Louise hausse les épaules.
– D’ailleurs, poursuit sa fille, d’un jour à l’autre les feuilles vont tomber et c’en sera fini de leur prétendu conciliabule.
– Justement, elles sont peut-être en train de se dire adieu. Elles prennent congé d’une branche à l’autre. Le vent est leur concierge : il passe leur donner ses dernières consignes pour le grand voyage.
– Tu parles d’un grand voyage ! Elles vont tout bonnement tomber par terre, pas plus loin que le pied de l’arbre, et pourrir en silence.

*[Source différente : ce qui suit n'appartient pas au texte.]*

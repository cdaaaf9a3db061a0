use crate::output::{print_json, print_table};
use anyhow::Context;
use mc_core::config::{Config, WarnLevel};
use mc_core::validate::{self, ProjectIssue};
use std::path::Path;

fn level_name(level: &WarnLevel) -> &'static str {
    match level {
        WarnLevel::Warning => "warning",
        WarnLevel::Error => "error",
    }
}

pub fn run(root: &Path, json: bool) -> anyhow::Result<()> {
    let config = Config::load(root).context("failed to load config")?;
    let warnings = config.validate();

    let projects = super::fetch_projects(root, &config)?.context("failed to load project list")?;
    let issues: Vec<ProjectIssue> = validate::check_projects(&projects);

    if json {
        print_json(&serde_json::json!({
            "projects": projects.len(),
            "config_warnings": warnings,
            "issues": issues,
        }))?;
    } else {
        for w in &warnings {
            println!("[{}] config: {}", level_name(&w.level), w.message);
        }
        if issues.is_empty() {
            println!("{} project(s) checked. No issues.", projects.len());
        } else {
            let rows = issues
                .iter()
                .map(|i| {
                    vec![
                        level_name(&i.level).to_string(),
                        i.project.clone(),
                        i.message.clone(),
                    ]
                })
                .collect();
            print_table(&["LEVEL", "PROJECT", "ISSUE"], rows);
        }
    }

    let config_errors = warnings.iter().any(|w| w.level == WarnLevel::Error);
    if config_errors || validate::has_errors(&issues) {
        anyhow::bail!("validation found errors");
    }
    Ok(())
}
use crate::identity::{self, IdentityProvider};
use crate::source::{LoadTask, ProjectSource};
use mc_core::config::Config;
use mc_core::dashboard::RenderContext;
use std::collections::HashSet;
use std::path::PathBuf;
use std::sync::{Arc, Mutex};
use std::time::Duration;

/// Shared application state passed to all route handlers.
#[derive(Clone)]
pub struct AppState {
    pub root: PathBuf,
    pub config: Arc<Config>,
    pub identity: Arc<dyn IdentityProvider>,
    pub http_client: reqwest::Client,
    pub submissions: SubmitGuard,
}

impl AppState {
    /// Load `mission-control/config.yaml` under `root` and wire the configured
    /// identity provider.
    pub fn new(root: PathBuf) -> anyhow::Result<Self> {
        let config = Config::load(&root)?;
        for warning in config.validate() {
            tracing::warn!(level = ?warning.level, "config: {}", warning.message);
        }
        let identity = identity::from_config(&config.auth, fetch_timeout(&config))?;
        Ok(Self::with_identity(root, config, identity))
    }

    pub fn with_identity(
        root: PathBuf,
        config: Config,
        identity: Arc<dyn IdentityProvider>,
    ) -> Self {
        Self {
            root,
            config: Arc::new(config),
            identity,
            http_client: reqwest::Client::new(),
            submissions: SubmitGuard::default(),
        }
    }

    pub fn project_source(&self) -> ProjectSource {
        ProjectSource::from_config(&self.config, &self.root)
    }

    /// Start the one-shot project load for a page view.
    pub fn start_load(&self) -> LoadTask {
        LoadTask::spawn(
            self.project_source(),
            self.http_client.clone(),
            fetch_timeout(&self.config),
        )
    }

    /// Render settings; an invalid offset falls back to UTC.
    pub fn render_context(&self) -> RenderContext {
        RenderContext::from_config(&self.config).unwrap_or_else(|e| {
            tracing::warn!("{e}; rendering timestamps in UTC");
            RenderContext {
                roster: self.config.roster(),
                ..RenderContext::default()
            }
        })
    }
}

fn fetch_timeout(config: &Config) -> Duration {
    Duration::from_secs(config.dashboard.fetch_timeout_secs.max(1))
}

// ---------------------------------------------------------------------------
// SubmitGuard
// ---------------------------------------------------------------------------

/// Tracks auth submissions in flight so a second submit for the same account
/// is refused until the first one settles.
#[derive(Clone, Default)]
pub struct SubmitGuard {
    inflight: Arc<Mutex<HashSet<String>>>,
}

impl SubmitGuard {
    /// Claim `key`; `None` when a submission for it is already running.
    pub fn try_begin(&self, key: &str) -> Option<SubmitPermit> {
        let key = key.trim().to_lowercase();
        let mut inflight = self.inflight.lock().unwrap_or_else(|e| e.into_inner());
        if !inflight.insert(key.clone()) {
            return None;
        }
        Some(SubmitPermit {
            guard: self.clone(),
            key,
        })
    }

    pub fn in_flight(&self) -> usize {
        self.inflight.lock().unwrap_or_else(|e| e.into_inner()).len()
    }
}

/// Released on drop.
pub struct SubmitPermit {
    guard: SubmitGuard,
    key: String,
}

impl Drop for SubmitPermit {
    fn drop(&mut self) {
        self.guard
            .inflight
            .lock()
            .unwrap_or_else(|e| e.into_inner())
            .remove(&self.key);
    }
}
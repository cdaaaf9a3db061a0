//! Identity provider boundary.
//!
//! The dashboard never stores credentials. Sign-up, password sign-in and
//! session lookup are delegated to an [`IdentityProvider`]; the hosted
//! implementation speaks the Supabase auth (GoTrue) REST API.

use async_trait::async_trait;
use mc_core::config::AuthConfig;
use serde::{Deserialize, Serialize};
use std::time::Duration;
use thiserror::Error;

#[derive(Debug, Clone, PartialEq, Eq, Serialize, Deserialize)]
pub struct Session {
    pub access_token: String,
    pub email: String,
}

#[derive(Debug, Error)]
pub enum IdentityError {
    /// The provider refused the request; the message is shown verbatim.
    #[error("{0}")]
    Rejected(String),

    #[error("authentication is not configured")]
    NotConfigured,

    #[error("identity provider unreachable: {0}")]
    Transport(#[from] reqwest::Error),
}

#[async_trait]
pub trait IdentityProvider: Send + Sync {
    async fn sign_up(
        &self,
        email: &str,
        password: &str,
        redirect_to: &str,
    ) -> Result<(), IdentityError>;

    async fn sign_in_with_password(
        &self,
        email: &str,
        password: &str,
    ) -> Result<Session, IdentityError>;

    /// Resolve a stored access token. `Ok(None)` means the token is no longer
    /// valid.
    async fn get_session(&self, access_token: &str) -> Result<Option<Session>, IdentityError>;
}

// ---------------------------------------------------------------------------
// Disabled provider
// ---------------------------------------------------------------------------

/// Used when no provider is configured: every submission is refused and no
/// session ever resolves.
pub struct DisabledIdentity;

#[async_trait]
impl IdentityProvider for DisabledIdentity {
    async fn sign_up(&self, _: &str, _: &str, _: &str) -> Result<(), IdentityError> {
        Err(IdentityError::NotConfigured)
    }

    async fn sign_in_with_password(&self, _: &str, _: &str) -> Result<Session, IdentityError> {
        Err(IdentityError::NotConfigured)
    }

    async fn get_session(&self, _: &str) -> Result<Option<Session>, IdentityError> {
        Ok(None)
    }
}

// ---------------------------------------------------------------------------
// Supabase auth
// ---------------------------------------------------------------------------

pub struct SupabaseAuth {
    base_url: String,
    anon_key: String,
    client: reqwest::Client,
}

#[derive(Deserialize)]
struct TokenResponse {
    access_token: String,
    #[serde(default)]
    user: Option<UserResponse>,
}

#[derive(Deserialize)]
struct UserResponse {
    #[serde(default)]
    email: Option<String>,
}

#[derive(Serialize)]
struct PasswordBody<'a> {
    email: &'a str,
    password: &'a str,
}

impl SupabaseAuth {
    pub fn new(
        base_url: impl Into<String>,
        anon_key: impl Into<String>,
        timeout: Duration,
    ) -> Result<Self, IdentityError> {
        let client = reqwest::Client::builder().timeout(timeout).build()?;
        Ok(Self {
            base_url: base_url.into().trim_end_matches('/').to_string(),
            anon_key: anon_key.into(),
            client,
        })
    }

    fn url(&self, path: &str) -> String {
        format!("{}/auth/v1/{path}", self.base_url)
    }

    async fn rejected(resp: reqwest::Response) -> IdentityError {
        let status = resp.status();
        let text = resp.text().await.unwrap_or_default();
        IdentityError::Rejected(error_message(status.as_u16(), &text))
    }
}

/// Pull the human-readable message out of a provider error body.
fn error_message(status: u16, body: &str) -> String {
    if let Ok(json) = serde_json::from_str::<serde_json::Value>(body) {
        for key in ["msg", "error_description", "message", "error"] {
            if let Some(msg) = json.get(key).and_then(|v| v.as_str()) {
                if !msg.is_empty() {
                    return msg.to_string();
                }
            }
        }
    }
    format!("authentication request failed (HTTP {status})")
}

#[async_trait]
impl IdentityProvider for SupabaseAuth {
    async fn sign_up(
        &self,
        email: &str,
        password: &str,
        redirect_to: &str,
    ) -> Result<(), IdentityError> {
        let resp = self
            .client
            .post(self.url("signup"))
            .query(&[("redirect_to", redirect_to)])
            .header("apikey", &self.anon_key)
            .json(&PasswordBody { email, password })
            .send()
            .await?;
        if !resp.status().is_success() {
            return Err(Self::rejected(resp).await);
        }
        Ok(())
    }

    async fn sign_in_with_password(
        &self,
        email: &str,
        password: &str,
    ) -> Result<Session, IdentityError> {
        let resp = self
            .client
            .post(self.url("token"))
            .query(&[("grant_type", "password")])
            .header("apikey", &self.anon_key)
            .json(&PasswordBody { email, password })
            .send()
            .await?;
        if !resp.status().is_success() {
            return Err(Self::rejected(resp).await);
        }
        let token: TokenResponse = resp.json().await?;
        let email = token
            .user
            .and_then(|u| u.email)
            .unwrap_or_else(|| email.to_string());
        Ok(Session {
            access_token: token.access_token,
            email,
        })
    }

    async fn get_session(&self, access_token: &str) -> Result<Option<Session>, IdentityError> {
        let resp = self
            .client
            .get(self.url("user"))
            .header("apikey", &self.anon_key)
            .bearer_auth(access_token)
            .send()
            .await?;
        let status = resp.status();
        if status == reqwest::StatusCode::UNAUTHORIZED || status == reqwest::StatusCode::FORBIDDEN {
            return Ok(None);
        }
        if !status.is_success() {
            return Err(Self::rejected(resp).await);
        }
        let user: UserResponse = resp.json().await?;
        Ok(Some(Session {
            access_token: access_token.to_string(),
            email: user.email.unwrap_or_default(),
        }))
    }
}

/// Pick the provider for `auth`: hosted when fully configured, otherwise
/// disabled.
pub fn from_config(
    auth: &AuthConfig,
    timeout: Duration,
) -> Result<std::sync::Arc<dyn IdentityProvider>, IdentityError> {
    match (&auth.provider_url, &auth.anon_key) {
        (Some(url), Some(key)) if auth.is_configured() => {
            Ok(std::sync::Arc::new(SupabaseAuth::new(url, key, timeout)?))
        }
        _ => {
            tracing::info!("no identity provider configured; sign-in is disabled");
            Ok(std::sync::Arc::new(DisabledIdentity))
        }
    }
}

// ---------------------------------------------------------------------------
// Tests
// ---------------------------------------------------------------------------
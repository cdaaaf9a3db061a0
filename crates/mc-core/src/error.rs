use thiserror::Error;

#[derive(Debug, Error)]
pub enum McError {
    #[error("project not found: {0}")]
    ProjectNotFound(String),

    #[error("project file not found: {0}")]
    ProjectFileMissing(String),

    #[error("invalid slug '{0}': must be lowercase alphanumeric with hyphens")]
    InvalidSlug(String),

    #[error("invalid stage: {0}")]
    InvalidStage(String),

    #[error("missing required field: {0}")]
    MissingField(&'static str),

    #[error("invalid config: {0}")]
    InvalidConfig(String),

    #[error(transparent)]
    Io(#[from] std::io::Error),

    #[error(transparent)]
    Yaml(#[from] serde_yaml::Error),

    #[error(transparent)]
    Json(#[from] serde_json::Error),
}

pub type Result<T> = std::result::Result<T, McError>;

– Sauf qu’elles ne le savent pas. Le vent leur insuffle une envie d’envolée, de saut dans l’inconnu. Elles rêvent toutes d’atteindre l’horizon et même de le dépasser. Le vent les portera, les emportera.
– Ferme cette fenêtre, ça fait courant d’air. Tu n’entends pas les portes qui claquent ?
– Peut-être que les portes elles aussi rêvent de…
– Ça suffit maintenant ! A écouter ton délire, on en viendrait presque à croire que le vent pourrait soulever la maison et la propulser dans les airs.
– Pourquoi pas ? Il suffit de savoir écouter le souffle des choses.
Bousculant Louise sans ménagement, sa fille ferme la fenêtre brusquement. Dans le silence qui s’ensuit, on entend le parquet qui craque…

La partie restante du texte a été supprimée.